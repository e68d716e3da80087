use std::fmt;

use serde::{de, ser};
use thiserror::Error;

pub type Result<T, E = Error> = std::result::Result<T, E>;

#[derive(Debug, Error)]
pub enum Error {
    /// A Document or Array didn't match its declared length: the terminator byte was missing or
    /// misplaced, the input ended before the declared end, or a nested frame overran its parent.
    #[error("Framing error at byte {offset}: {reason}")]
    Framing { offset: u64, reason: String },
    /// An element type tag that isn't supported. On read this is an unknown or legacy tag; on
    /// write it is a value the writer can't encode.
    #[error("Unsupported element type 0x{tag:02x} at byte {offset}")]
    UnsupportedType { tag: u8, offset: u64 },
    /// A value accessor was called on a token that doesn't hold a compatible value.
    #[error("Type mismatch: expected {expected}, but current token is {actual}")]
    TypeMismatch {
        expected: &'static str,
        actual: String,
    },
    /// The reader or writer was driven out of order: unbalanced start/end calls, a value with no
    /// pending field name, reading past the end of input, or use after a fatal error.
    #[error("Protocol violation: {0}")]
    ProtocolViolation(String),
    /// Failure from the underlying byte source or sink.
    #[error("I/O error: {0}")]
    Io(#[from] std::io::Error),
    /// Basic BSON encoding failure: invalid UTF-8, an embedded NUL in a cstring, or a malformed
    /// payload.
    #[error("Basic data encoding failure: {0}")]
    BadEncode(String),
    /// Document was greater than maximum allowed size.
    #[error("Data too long: was {actual} bytes, maximum allowed is {max}")]
    LengthTooLong { max: usize, actual: usize },
    /// Nesting went past the configured depth limit.
    #[error("Hit parsing limit: {0}")]
    ParseLimit(String),
    /// A BSON regular expression couldn't be compiled.
    #[error("Regex compile failure: {0}")]
    Pattern(#[from] regex::Error),
    /// Occurs when serde serialization or deserialization fails
    #[error("{0}")]
    SerdeFail(String),
}

impl Error {
    pub(crate) fn framing(offset: u64, reason: impl Into<String>) -> Self {
        Error::Framing {
            offset,
            reason: reason.into(),
        }
    }

    pub(crate) fn protocol(msg: impl Into<String>) -> Self {
        Error::ProtocolViolation(msg.into())
    }

    /// True for the error classes that leave the reader or writer unusable.
    pub fn is_fatal(&self) -> bool {
        !matches!(self, Error::TypeMismatch { .. })
    }
}

impl ser::Error for Error {
    fn custom<T: fmt::Display>(msg: T) -> Self {
        Error::SerdeFail(msg.to_string())
    }
}

impl de::Error for Error {
    fn custom<T: fmt::Display>(msg: T) -> Self {
        Error::SerdeFail(msg.to_string())
    }
}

:: ACTIVITY ::
List each line of the records that holds the string "past".

:: OUTPUT OF THE EXERCISE ::
    /// pending field name, reading past the end of input, or use after a fatal error.
    /// Nesting went past the configured depth limit.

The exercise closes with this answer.